(Beginning of INPUT DATA)
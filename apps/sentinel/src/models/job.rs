use std::fmt;
use std::str::FromStr;

use chrono::NaiveDate;
use serde::{Deserialize, Serialize};

/// Job board a posting was scraped from.
#[derive(Debug, Clone, Copy, PartialEq, Eq, Hash, Serialize, Deserialize)]
#[serde(rename_all = "lowercase")]
pub enum Site {
    Indeed,
    #[serde(rename = "linkedin")]
    LinkedIn,
}

impl Site {
    pub fn as_str(&self) -> &'static str {
        match self {
            Site::Indeed => "indeed",
            Site::LinkedIn => "linkedin",
        }
    }
}

impl fmt::Display for Site {
    fn fmt(&self, f: &mut fmt::Formatter<'_>) -> fmt::Result {
        f.write_str(self.as_str())
    }
}

impl FromStr for Site {
    type Err = anyhow::Error;

    fn from_str(s: &str) -> Result<Self, Self::Err> {
        match s.trim().to_lowercase().as_str() {
            "indeed" => Ok(Site::Indeed),
            "linkedin" => Ok(Site::LinkedIn),
            other => anyhow::bail!("Unsupported job site '{other}' (expected indeed or linkedin)"),
        }
    }
}

/// A single posting as normalized from any job board.
/// Text fields are empty strings when the board omitted them.
#[derive(Debug, Clone, PartialEq, Serialize, Deserialize)]
pub struct JobPosting {
    pub title: String,
    pub company: String,
    pub location: String,
    pub job_url: String,
    pub description: String,
    pub site: Site,
    pub date_posted: Option<NaiveDate>,
    /// The search term whose query surfaced this posting.
    pub search_term: String,
    pub search_location: String,
}

impl JobPosting {
    /// Identity used for deduplication: the URL, or title/company/location when it is missing.
    pub fn job_key(&self) -> String {
        let url = self.job_url.trim();
        if !url.is_empty() {
            return url.to_string();
        }
        format!(
            "{}|{}|{}",
            self.title.trim().to_lowercase(),
            self.company.trim().to_lowercase(),
            self.location.trim().to_lowercase()
        )
    }

    pub fn display_title(&self) -> &str {
        or_unknown(&self.title, "Unknown Position")
    }

    pub fn display_company(&self) -> &str {
        or_unknown(&self.company, "Unknown Company")
    }

    pub fn display_location(&self) -> &str {
        or_unknown(&self.location, "Unknown Location")
    }
}

fn or_unknown<'a>(value: &'a str, fallback: &'a str) -> &'a str {
    if value.trim().is_empty() {
        fallback
    } else {
        value
    }
}

/// Result of scoring one posting.
#[derive(Debug, Clone, PartialEq, Serialize, Deserialize)]
pub struct JobEvaluation {
    /// 0 – 10
    pub score: u8,
    pub summary: String,
    pub keyword_match: bool,
    pub visa_sponsorship: bool,
    pub entry_level: bool,
    pub requires_phd: bool,
    pub reason: String,
    /// Not evaluated (e.g. no usable description).
    #[serde(default)]
    pub skipped: bool,
    /// Scoring failed; flags hold permissive defaults.
    #[serde(default)]
    pub error: bool,
}

impl JobEvaluation {
    /// Permissive evaluation used when the scorer could not produce a verdict.
    pub fn permissive(score: u8, reason: impl Into<String>) -> Self {
        Self {
            score,
            summary: String::new(),
            keyword_match: true,
            visa_sponsorship: true,
            entry_level: true,
            requires_phd: false,
            reason: reason.into(),
            skipped: false,
            error: false,
        }
    }

    pub fn skipped(reason: impl Into<String>) -> Self {
        Self {
            score: 0,
            summary: String::new(),
            keyword_match: false,
            visa_sponsorship: false,
            entry_level: false,
            requires_phd: false,
            reason: reason.into(),
            skipped: true,
            error: false,
        }
    }

    /// Keyword match, entry level and no PhD requirement.
    pub fn passes_criteria(&self) -> bool {
        self.keyword_match && self.entry_level && !self.requires_phd
    }
}

#[derive(Debug, Clone, PartialEq, Serialize, Deserialize)]
pub struct ScoredJob {
    pub job: JobPosting,
    pub evaluation: JobEvaluation,
}

#[cfg(test)]
mod tests {
    use super::*;

    fn posting(url: &str) -> JobPosting {
        JobPosting {
            title: "Junior Rust Engineer".into(),
            company: "Acme".into(),
            location: "Remote".into(),
            job_url: url.into(),
            description: String::new(),
            site: Site::Indeed,
            date_posted: None,
            search_term: "rust".into(),
            search_location: "Remote".into(),
        }
    }

    #[test]
    fn test_job_key_prefers_trimmed_url() {
        assert_eq!(posting("  https://x.com/1 ").job_key(), "https://x.com/1");
    }

    #[test]
    fn test_job_key_falls_back_to_identity_fields() {
        assert_eq!(posting("").job_key(), "junior rust engineer|acme|remote");
    }

    #[test]
    fn test_site_parse_and_serde() {
        assert_eq!("LinkedIn".parse::<Site>().unwrap(), Site::LinkedIn);
        assert!("monster".parse::<Site>().is_err());
        assert_eq!(serde_json::to_string(&Site::LinkedIn).unwrap(), r#""linkedin""#);
    }

    #[test]
    fn test_display_fallbacks() {
        let mut job = posting("u");
        job.title = " ".into();
        job.company.clear();
        assert_eq!(job.display_title(), "Unknown Position");
        assert_eq!(job.display_company(), "Unknown Company");
        assert_eq!(job.display_location(), "Remote");
    }

    #[test]
    fn test_passes_criteria() {
        let mut eval = JobEvaluation::permissive(7, "ok");
        assert!(eval.passes_criteria());
        eval.requires_phd = true;
        assert!(!eval.passes_criteria());
        assert!(!JobEvaluation::skipped("no description").passes_criteria());
    }
}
(End of INPUT DATA)
▶ **TASK REQUIREMENTS**:
Return the records in full, exactly as they read.

▶ **COMPLETED EXERCISE**:
filename apps/sentinel/src/models/job.rs
use std::fmt;
use std::str::FromStr;

use chrono::NaiveDate;
use serde::{Deserialize, Serialize};

/// Job board a posting was scraped from.
#[derive(Debug, Clone, Copy, PartialEq, Eq, Hash, Serialize, Deserialize)]
#[serde(rename_all = "lowercase")]
pub enum Site {
    Indeed,
    #[serde(rename = "linkedin")]
    LinkedIn,
}

impl Site {
    pub fn as_str(&self) -> &'static str {
        match self {
            Site::Indeed => "indeed",
            Site::LinkedIn => "linkedin",
        }
    }
}

impl fmt::Display for Site {
    fn fmt(&self, f: &mut fmt::Formatter<'_>) -> fmt::Result {
        f.write_str(self.as_str())
    }
}

impl FromStr for Site {
    type Err = anyhow::Error;

    fn from_str(s: &str) -> Result<Self, Self::Err> {
        match s.trim().to_lowercase().as_str() {
            "indeed" => Ok(Site::Indeed),
            "linkedin" => Ok(Site::LinkedIn),
            other => anyhow::bail!("Unsupported job site '{other}' (expected indeed or linkedin)"),
        }
    }
}

/// A single posting as normalized from any job board.
/// Text fields are empty strings when the board omitted them.
#[derive(Debug, Clone, PartialEq, Serialize, Deserialize)]
pub struct JobPosting {
    pub title: String,
    pub company: String,
    pub location: String,
    pub job_url: String,
    pub description: String,
    pub site: Site,
    pub date_posted: Option<NaiveDate>,
    /// The search term whose query surfaced this posting.
    pub search_term: String,
    pub search_location: String,
}

impl JobPosting {
    /// Identity used for deduplication: the URL, or title/company/location when it is missing.
    pub fn job_key(&self) -> String {
        let url = self.job_url.trim();
        if !url.is_empty() {
            return url.to_string();
        }
        format!(
            "{}|{}|{}",
            self.title.trim().to_lowercase(),
            self.company.trim().to_lowercase(),
            self.location.trim().to_lowercase()
        )
    }

    pub fn display_title(&self) -> &str {
        or_unknown(&self.title, "Unknown Position")
    }

    pub fn display_company(&self) -> &str {
        or_unknown(&self.company, "Unknown Company")
    }

    pub fn display_location(&self) -> &str {
        or_unknown(&self.location, "Unknown Location")
    }
}

fn or_unknown<'a>(value: &'a str, fallback: &'a str) -> &'a str {
    if value.trim().is_empty() {
        fallback
    } else {
        value
    }
}

/// Result of scoring one posting.
#[derive(Debug, Clone, PartialEq, Serialize, Deserialize)]
pub struct JobEvaluation {
    /// 0 – 10
    pub score: u8,
    pub summary: String,
    pub keyword_match: bool,
    pub visa_sponsorship: bool,
    pub entry_level: bool,
    pub requires_phd: bool,
    pub reason: String,
    /// Not evaluated (e.g. no usable description).
    #[serde(default)]
    pub skipped: bool,
    /// Scoring failed; flags hold permissive defaults.
    #[serde(default)]
    pub error: bool,
}

impl JobEvaluation {
    /// Permissive evaluation used when the scorer could not produce a verdict.
    pub fn permissive(score: u8, reason: impl Into<String>) -> Self {
        Self {
            score,
            summary: String::new(),
            keyword_match: true,
            visa_sponsorship: true,
            entry_level: true,
            requires_phd: false,
            reason: reason.into(),
            skipped: false,
            error: false,
        }
    }

    pub fn skipped(reason: impl Into<String>) -> Self {
        Self {
            score: 0,
            summary: String::new(),
            keyword_match: false,
            visa_sponsorship: false,
            entry_level: false,
            requires_phd: false,
            reason: reason.into(),
            skipped: true,
            error: false,
        }
    }

    /// Keyword match, entry level and no PhD requirement.
    pub fn passes_criteria(&self) -> bool {
        self.keyword_match && self.entry_level && !self.requires_phd
    }
}

#[derive(Debug, Clone, PartialEq, Serialize, Deserialize)]
pub struct ScoredJob {
    pub job: JobPosting,
    pub evaluation: JobEvaluation,
}

#[cfg(test)]
mod tests {
    use super::*;

    fn posting(url: &str) -> JobPosting {
        JobPosting {
            title: "Junior Rust Engineer".into(),
            company: "Acme".into(),
            location: "Remote".into(),
            job_url: url.into(),
            description: String::new(),
            site: Site::Indeed,
            date_posted: None,
            search_term: "rust".into(),
            search_location: "Remote".into(),
        }
    }

    #[test]
    fn test_job_key_prefers_trimmed_url() {
        assert_eq!(posting("  https://x.com/1 ").job_key(), "https://x.com/1");
    }

    #[test]
    fn test_job_key_falls_back_to_identity_fields() {
        assert_eq!(posting("").job_key(), "junior rust engineer|acme|remote");
    }

    #[test]
    fn test_site_parse_and_serde() {
        assert_eq!("LinkedIn".parse::<Site>().unwrap(), Site::LinkedIn);
        assert!("monster".parse::<Site>().is_err());
        assert_eq!(serde_json::to_string(&Site::LinkedIn).unwrap(), r#""linkedin""#);
    }

    #[test]
    fn test_display_fallbacks() {
        let mut job = posting("u");
        job.title = " ".into();
        job.company.clear();
        assert_eq!(job.display_title(), "Unknown Position");
        assert_eq!(job.display_company(), "Unknown Company");
        assert_eq!(job.display_location(), "Remote");
    }

    #[test]
    fn test_passes_criteria() {
        let mut eval = JobEvaluation::permissive(7, "ok");
        assert!(eval.passes_criteria());
        eval.requires_phd = true;
        assert!(!eval.passes_criteria());
        assert!(!JobEvaluation::skipped("no description").passes_criteria());
    }
}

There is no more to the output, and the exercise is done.